NITASHA TAMAR SHARMA earned her PhD in anthropology at the University of California, Santa Barbara. She is Associate Professor of African American Studies and Asian American Studies, as well as McCormick Professor of Teaching Excellence, at Northwestern University. She is the author of many articles and of Hip Hop Desis: South Asian Americans, Blackness, and a Global Race Consciousness (2010). Her current projects are Hidden Hapas: Multiracial Blacks and Blackness in Hawai‘i and New Politics of Race in Hawai‘i.

PAUL SPICKARD has a PhD in history from the University of California, Berkeley. He is Professor of History and Affiliate Professor of Black Studies, Asian American Studies, Religious Studies, East Asian Studies, and Middle Eastern Studies at the University of California, Santa Barbara. He is author or editor of nineteen books and fourscore articles on race, migration, and related topics in the United States, the Pacific, Northeast Asia, and Europe. He has received the Loving Prize from the Mixed Roots Film and Literary Festival, the Richard Yarborough Mentoring Award from the American Studies Association, the Robert Perry Mentoring Award from the National Association for Ethnic Studies, the Outstanding Book on Human Rights Award from the Gustavus Myers Center, and other honors.
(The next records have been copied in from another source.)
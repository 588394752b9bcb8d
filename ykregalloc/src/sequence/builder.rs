use super::{
    block::{InstructionBlock, RpoNumber},
    instruction::{Instruction, PhiInstruction, ReferenceMap, ReferenceMapIdx},
    operand::{Constant, InstructionOperand, Representation, VReg},
    InstrIdx, InstructionSequence,
};
use crate::RegAllocError;
use index_vec::IndexVec;
use smallvec::SmallVec;
use std::collections::HashMap;

/// Incrementally build an [InstructionSequence].
///
/// Blocks are created in reverse post order with [Self::block]; instructions and phis are added
/// to the most recently created block. Edges can be added in any order, but the order in which
/// edges into a block are added defines the order of its predecessors, and thus the order of its
/// phis' operands.
pub struct SequenceBuilder {
    debug_name: String,
    blocks: IndexVec<RpoNumber, InstructionBlock>,
    instructions: IndexVec<InstrIdx, Instruction>,
    representations: IndexVec<VReg, Representation>,
    constants: HashMap<VReg, Constant>,
    edges: Vec<(RpoNumber, RpoNumber)>,
    loops: Vec<(RpoNumber, RpoNumber)>,
}

impl SequenceBuilder {
    pub fn new(debug_name: &str) -> Self {
        Self {
            debug_name: debug_name.to_owned(),
            blocks: IndexVec::new(),
            instructions: IndexVec::new(),
            representations: IndexVec::new(),
            constants: HashMap::new(),
            edges: Vec::new(),
            loops: Vec::new(),
        }
    }

    /// Create a new virtual register.
    pub fn vreg(&mut self, rep: Representation) -> VReg {
        self.representations.push(rep)
    }

    /// Create a new virtual register whose value is the constant `c`. It must be defined by an
    /// instruction with an [InstructionOperand::Constant] output.
    pub fn constant(&mut self, rep: Representation, c: Constant) -> VReg {
        let vreg = self.representations.push(rep);
        self.constants.insert(vreg, c);
        vreg
    }

    /// Start a new block.
    pub fn block(&mut self) -> RpoNumber {
        let rpo = self.blocks.next_idx();
        let start = self.instructions.next_idx();
        self.blocks.push(InstructionBlock {
            rpo,
            code_start: start,
            code_end: start,
            loop_header: None,
            loop_end: None,
            deferred: false,
            predecessors: SmallVec::new(),
            successors: SmallVec::new(),
            phis: Vec::new(),
        })
    }

    /// Start a new block that is unlikely to be executed.
    pub fn deferred_block(&mut self) -> RpoNumber {
        let rpo = self.block();
        self.blocks[rpo].deferred = true;
        rpo
    }

    pub fn edge(&mut self, from: RpoNumber, to: RpoNumber) {
        self.edges.push((from, to));
    }

    /// Mark `header` as a loop header whose loop covers the blocks `header..end`.
    pub fn mark_loop(&mut self, header: RpoNumber, end: RpoNumber) {
        self.loops.push((header, end));
    }

    /// Add a phi to the current block.
    pub fn phi(&mut self, vreg: VReg, operands: &[VReg]) {
        let cur = self.current();
        self.blocks[cur].phis.push(PhiInstruction::new(vreg, operands));
    }

    /// Append `instr` to the current block.
    pub fn push(&mut self, mut instr: Instruction) -> InstrIdx {
        let cur = self.current();
        instr.set_block(cur);
        let idx = self.instructions.push(instr);
        self.blocks[cur].code_end = self.instructions.next_idx();
        idx
    }

    fn current(&self) -> RpoNumber {
        match self.blocks.len().checked_sub(1).map(RpoNumber::from_usize) {
            Some(x) => x,
            None => panic!("No block has been started"),
        }
    }

    /// Validate what has been built and turn it into an [InstructionSequence].
    pub fn build(mut self) -> Result<InstructionSequence, RegAllocError> {
        if self.blocks.is_empty() {
            return Err(malformed("a sequence needs at least one block"));
        }
        for b in &self.blocks {
            if b.code_start == b.code_end {
                return Err(malformed(format!("B{} is empty", b.rpo.index())));
            }
        }

        for &(from, to) in &self.edges {
            if from.index() >= self.blocks.len() || to.index() >= self.blocks.len() {
                return Err(malformed(format!(
                    "edge B{} -> B{} refers to a non-existent block",
                    from.index(),
                    to.index()
                )));
            }
            self.blocks[from].successors.push(to);
            self.blocks[to].predecessors.push(from);
        }
        for &(from, to) in &self.edges {
            if self.blocks[from].successors.len() > 1 && self.blocks[to].predecessors.len() > 1 {
                return Err(malformed(format!(
                    "critical edge B{} -> B{}",
                    from.index(),
                    to.index()
                )));
            }
        }
        // Values defined by a block's last instruction are moved into place at the start of each
        // successor, so every successor must have that block as its only predecessor.
        for b in &self.blocks {
            let last = &self.instructions[b.last_instruction_index()];
            if last.outputs().is_empty() {
                continue;
            }
            if last.outputs().iter().any(|op| op.is_constant()) {
                return Err(malformed(format!(
                    "the last instruction of B{} defines a constant",
                    b.rpo.index()
                )));
            }
            for s in &b.successors {
                if self.blocks[*s].predecessors.len() != 1 {
                    return Err(malformed(format!(
                        "the last instruction of B{} has outputs but its successor B{} has several predecessors",
                        b.rpo.index(),
                        s.index()
                    )));
                }
            }
        }

        self.loops.sort();
        for &(header, end) in &self.loops {
            if header >= end || end.index() > self.blocks.len() {
                return Err(malformed(format!(
                    "loop B{}..B{} is invalid",
                    header.index(),
                    end.index()
                )));
            }
            self.blocks[header].loop_end = Some(end);
            // Inner loops have larger headers and thus overwrite their outer loop's header.
            for b in header.index() + 1..end.index() {
                self.blocks[RpoNumber::new(b)].loop_header = Some(header);
            }
        }

        let nvregs = self.representations.len();
        let check_vreg = |vreg: VReg| {
            if vreg.index() >= nvregs {
                Err(malformed(format!("v{} is not a virtual register", vreg.index())))
            } else {
                Ok(())
            }
        };
        for b in &self.blocks {
            for phi in &b.phis {
                check_vreg(phi.vreg())?;
                for v in phi.operands() {
                    check_vreg(*v)?;
                }
                if phi.operands().len() != b.predecessors.len() {
                    return Err(malformed(format!(
                        "phi v{} in B{} has {} operands but the block has {} predecessors",
                        phi.vreg().index(),
                        b.rpo.index(),
                        phi.operands().len(),
                        b.predecessors.len()
                    )));
                }
            }
        }
        for instr in &self.instructions {
            for op in instr
                .outputs()
                .iter()
                .chain(instr.inputs())
                .chain(instr.temps())
            {
                if let Some(vreg) = op.vreg() {
                    check_vreg(vreg)?;
                }
                if let InstructionOperand::Constant(vreg) = op {
                    if !self.constants.contains_key(vreg) {
                        return Err(malformed(format!(
                            "v{} is used as a constant but has no constant value",
                            vreg.index()
                        )));
                    }
                }
            }
            if let Some(InstructionOperand::Unallocated(u)) = instr.outputs().first() {
                if u.has_same_as_input_policy()
                    && !matches!(
                        instr.inputs().first(),
                        Some(InstructionOperand::Unallocated(_))
                    )
                {
                    return Err(malformed(format!(
                        "{} has a same-as-input output but no unallocated first input",
                        instr.mnemonic()
                    )));
                }
            }
        }

        let mut reference_maps = IndexVec::<ReferenceMapIdx, _>::new();
        for (iidx, instr) in self.instructions.iter_mut_enumerated() {
            if instr.needs_reference_map() {
                instr.set_reference_map(reference_maps.push(ReferenceMap::new(iidx)));
            }
        }

        Ok(InstructionSequence {
            debug_name: self.debug_name,
            blocks: self.blocks,
            instructions: self.instructions,
            representations: self.representations,
            constants: self.constants,
            reference_maps,
        })
    }
}

fn malformed<S: Into<String>>(msg: S) -> RegAllocError {
    RegAllocError::MalformedSequence(msg.into())
}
Among his recent books are Multiple Identities: Migrants, Ethnicity, and Membership (2013), Global Mixed Race (2014), and Race in Mind: Critical Essays (2015). His current projects include Growing Up Ethnic in Germany and Shape Shifters: Journeys across Terrains of Race and Identity.

JESSICA VASQUEZ-TOKOS has a PhD in sociology from the University of California, Berkeley. She is Associate Professor of Sociology at the University of Oregon. She is a former Ford Foundation Postdoctoral Fellow at the University of Southern California. She is the author of many articles and the book Mexican Americans across Generations: Immigrant Families, Racial Realities (2011).

LILY ANNE Y. WELTY TAMAI earned her PhD in history at the University of California, Santa Barbara. A former postdoctoral fellow at the University of California, Los Angeles and the University of Southern California, she is History Curator at the Japanese American National Museum in Los Angeles. She is the author of several articles and book chapters on mixed race American Japanese and related topics. She is the author of Military-Industrial Intimacy: Mixed-Race American-Japanese, Eugenics, and Transnational Identities (forthcoming from University of Nebraska Press).